試合中止決定後、高津臣吾監督から贈られた言葉


阪神打線を相手に粘投を見せた


 思えば、高津監督就任1年目となる2020年シーズン。コロナ禍に揺れ、何度も開幕延期が繰り返され、ようやく無観客で開催された6月19日の開幕戦。この日のマウンドに立ったのも石川だった。現役時代をともにした高津と石川。両者の絆は深い。

「そうですね。高津監督の就任初となる試合も任せてもらいました。あのときは、“監督就任が決まったときから、石川でいくと決めていた”と言ってもらいました。監督としては全選手平等に、個人的なつき合いで優劣をつけることはないとは思うけど、やっぱり僕自身としては、選手として、コーチとして、そして二軍監督、一軍監督として高津さんとはずっと一緒にやってきたので、思い入れはとても強いですね」

 高津監督は「最年長選手だからといって、200勝が近いからといって、石川を特別扱いはしない」と明言している。関係性が深く、長いからこそ、その目はよりシビアとなる。

「年齢を重ねたベテラン選手というのは、監督にとっては扱いづらい存在なのかもしれない。だからこそ、きちんと結果で示して、周囲を納得させなければいけない。それは強く意識していることです」

 神宮開幕戦が雨天中止となった直後のことだ。石川は調整のために室内練習場のブルペンで投げ込みを行っていた。すると、そこに現れたのが高津監督だったという。

「監督自らわざわざ足を運んでくださり、“今回のスライド登板はないけど、石川がローテーション4番手であることは間違いない。その評価は何も変わらないから”と言ってくれました。言葉の力ってすごいですよね。すごく嬉しかったし、元気が出ました」

 こうして迎えたのが9日の甲子園球場での一戦だった。初回はエラーによる出塁こそあったものの、正捕手・中村悠平の好アシストもあって三者凡退で切り抜けた。しかし、2回裏には連打とフォアボールで無死満塁のピンチを作ってしまう。ここで迎えた梅野隆太郎はピッチャーゴロに打ち取った。しかし、ダブルプレーを焦った石川は本塁に悪送球を投じ、先制点を許してしまう。

「ノーアウト満塁の時点では、まだ冷静さはあったとは思うんですけど、あの盛大にエラーしたときには、自分に腹が立ってカッカしていました。ただ、一度犯してしまったエラーを取り戻すことはできないので、そこはすぐに切り替えるように意識しました。頭の中で改めて、“やってはいけないこと”を整理して、次のバッターに臨むようにしました」

 石川の言う「やってはいけないこと」とは、まずは「フォアボールを出すこと」であり、「ヒットで繋がれること」だった。結果的に、犠牲フライとスクイズで計3失点を喫することにはなったが、この回以外はタイガース打線を無失点に切り抜けることに成功した。

愛すべきつば九郎の思いとともに……


 5回を投げて3失点。当初は6回裏もマウンドに上がる予定だったという。しかし、味方が6回表に猛攻を見せて5点を挙げて逆転。代打の関係で石川はマウンドを降り、後輩投手たちに託すことになった。
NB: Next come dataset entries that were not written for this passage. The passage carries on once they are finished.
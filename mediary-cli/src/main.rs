// ============================================================================
// mediary-cli/src/main.rs
// ============================================================================
//
// MEDIARY CLI: Entry point
//
// Parses the command line, installs logging, builds the command context once
// and dispatches to the command handler. Any error is printed to stderr and
// the process exits with status 1.

use clap::Parser;
use mediary_cli::logging::{init_logging, log_file_path};
use mediary_cli::{
    Cli, CliResult, CommandContext, Commands, run_arg_sets, run_convert, run_plan, run_probe,
    terminal,
};
use std::process;

fn run(cli: Cli) -> CliResult<()> {
    let log_file = log_file_path(cli.log_file.as_deref(), cli.log_dir.as_deref());
    init_logging(cli.verbose, log_file.as_deref())?;

    match cli.command {
        Commands::Convert(args) => {
            let context = CommandContext::for_convert(&args)?;
            run_convert(&context, &args)
        }
        Commands::Plan(args) => {
            let context = CommandContext::for_plan(&args)?;
            run_plan(&context, &args)
        }
        Commands::Probe(args) => {
            let context = CommandContext::for_probe(&args)?;
            run_probe(&context, &args)
        }
        Commands::ArgSets => run_arg_sets(),
    }
}

fn main() {
    let cli = Cli::parse();

    if let Err(e) = run(cli) {
        log::debug!("Command failed: {e:?}");
        terminal::print_error(&format!("Error: {e}"));
        process::exit(1);
    }
}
「あの日、僕の後に投げた田口(田口麗斗)、荘司(荘司宏太)、清水(清水昇)、石山(石山泰稚)はみんな会心のピッチングをしてくれました。試合前に石井弘寿ピッチングコーチが、“今日はマサが投げるから、ピッチャー陣の力で勝つぞ!”と言っていたんですけど、みんなの気持ちが伝わってきて、それもまた嬉しかったです」

 こうして石川は今季初登板初先発で、見事に初勝利を飾った。通算187勝目。目標とする200勝まで、残り13勝とした。常々、「一つ目がないと、二つ目もない」と語っている石川にとって、「まずは1勝」こそ、続く2勝目の布石となる。試合終了後、いつものようにレフトスタンドに陣取るスワローズファンに駆け寄ってあいさつをする。その傍らには球団マスコット・つばみちゃんの姿があった。
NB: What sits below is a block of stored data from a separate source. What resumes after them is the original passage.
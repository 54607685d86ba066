// ============================================================================
// mediary-cli/src/logging.rs
// ============================================================================
//
// LOGGING SETUP: Console and file logging for the CLI
//
// The core library only uses the `log` facade; the binary decides where the
// records go. Without a log file, env_logger writes to stderr and honours
// RUST_LOG. With --log-file or --log-dir, log4rs writes the same records to
// stderr and to the file.
//
// KEY COMPONENTS:
// - get_timestamp: Timestamp for log file names
// - log_file_path: Resolves --log-file / --log-dir
// - init_logging: Installs the global logger

// ---- External crate imports ----
use log::LevelFilter;
use log4rs::{
    append::console::{ConsoleAppender, Target},
    append::file::FileAppender,
    config::{Appender, Config, Root},
    encode::pattern::PatternEncoder,
};

// ---- Internal crate imports ----
use crate::error::{CliErrorContext, CliResult};
use mediary_core::CoreError;

// ---- Standard library imports ----
use std::path::{Path, PathBuf};

/// Returns the current local timestamp formatted as "YYYYMMDD_HHMMSS".
///
/// # Example
/// ```
/// let log_filename = format!("mediary_{}.log", mediary_cli::logging::get_timestamp());
/// assert!(log_filename.starts_with("mediary_"));
/// ```
pub fn get_timestamp() -> String {
    chrono::Local::now().format("%Y%m%d_%H%M%S").to_string()
}

/// Resolves the log file from the `--log-file` and `--log-dir` options.
///
/// # Returns
///
/// * `Some(PathBuf)` - The explicit file, or `mediary_<timestamp>.log` in the
///   directory
/// * `None` - If neither option was given
pub fn log_file_path(log_file: Option<&Path>, log_dir: Option<&Path>) -> Option<PathBuf> {
    log_file
        .map(Path::to_path_buf)
        .or_else(|| log_dir.map(|dir| dir.join(format!("mediary_{}.log", get_timestamp()))))
}

/// Installs the global logger.
///
/// # Arguments
///
/// * `verbose` - Log at debug level instead of info
/// * `log_file` - Also write records to this file
///
/// # Returns
///
/// * `Ok(())` - If the logger was installed
/// * `Err(CoreError)` - If the log file cannot be created or a logger is
///   already installed
pub fn init_logging(verbose: bool, log_file: Option<&Path>) -> CliResult<()> {
    let level = if verbose {
        LevelFilter::Debug
    } else {
        LevelFilter::Info
    };

    let Some(log_file) = log_file else {
        env_logger::Builder::from_env(
            env_logger::Env::default().default_filter_or(level.as_str().to_ascii_lowercase()),
        )
        .format_target(false)
        .try_init()
        .map_err(|e| CoreError::Config(format!("Failed to initialize logger: {e}")))?;
        return Ok(());
    };

    if let Some(parent) = log_file.parent().filter(|p| !p.as_os_str().is_empty()) {
        std::fs::create_dir_all(parent)
            .cli_with_context(|| format!("Failed to create log directory {}", parent.display()))?;
    }

    let console = ConsoleAppender::builder()
        .target(Target::Stderr)
        .encoder(Box::new(PatternEncoder::new("[{h({l})}] {m}{n}")))
        .build();

    // File appender with clean format for log files
    let file = FileAppender::builder()
        .encoder(Box::new(PatternEncoder::new(
            "{d(%Y-%m-%d %H:%M:%S)} [{l}] {m}{n}",
        )))
        .build(log_file)
        .cli_with_context(|| format!("Failed to open log file {}", log_file.display()))?;

    let config = Config::builder()
        .appender(Appender::builder().build("console", Box::new(console)))
        .appender(Appender::builder().build("file", Box::new(file)))
        .build(
            Root::builder()
                .appender("console")
                .appender("file")
                .build(level),
        )
        .map_err(|e| CoreError::Config(format!("Invalid logging configuration: {e}")))?;

    log4rs::init_config(config)
        .map_err(|e| CoreError::Config(format!("Failed to initialize logger: {e}")))?;

    log::debug!("Logging to {}", log_file.display());
    Ok(())
}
「甲子園までつばみちゃんが来てくれたのは嬉しかったけど、いつもそこにいるはずのつば九郎がいないことが寂しかった。まだ自分の中では気持ちの整理がついていないというか、受けとめ切れていないというのが正直な思いですね……」

 今春の沖縄・浦添キャンプ中に、30年にわたってつば九郎を支えてきた担当スタッフが帰らぬ人となった。以来、石川の心の中にもポッカリ大きな穴が開いたままとなっている。

「いつまでもクヨクヨしていてはいけないし、前に進んでいかなければいけないことはわかっているんですけど、まだまだ気持ちの整理はついていないです。あの日、4月9日は31年前に彼がデビューした日でもありました。つば九郎の誕生日に勝てたこと。本当に背中を後押ししてくれたんだな……、そんな気がして仕方がないですね」

 今年のキャンプイン前日となる1月31日、石川はインスタグラムの個人アカウントを開設した。4月9日の今季初勝利後、彼はつば九郎のぬいぐるみと勝利の記念ボールの写真とともに、こんな言葉を投稿している。

「これからもつばみちゃんとつば九郎、共に戦って行こうね!」

 まずは幸先のいいスタートを切った。昨年は、わずか9試合の登板に終わった悔しさを胸に春季キャンプに励み、オープン戦でもきちんと結果を残した。まずは結果を出した。目標とする200勝に少しでも近づくために、そしてチームの優勝に少しでも貢献するために、石川はこれからも力の限り、その左腕を振り続ける――。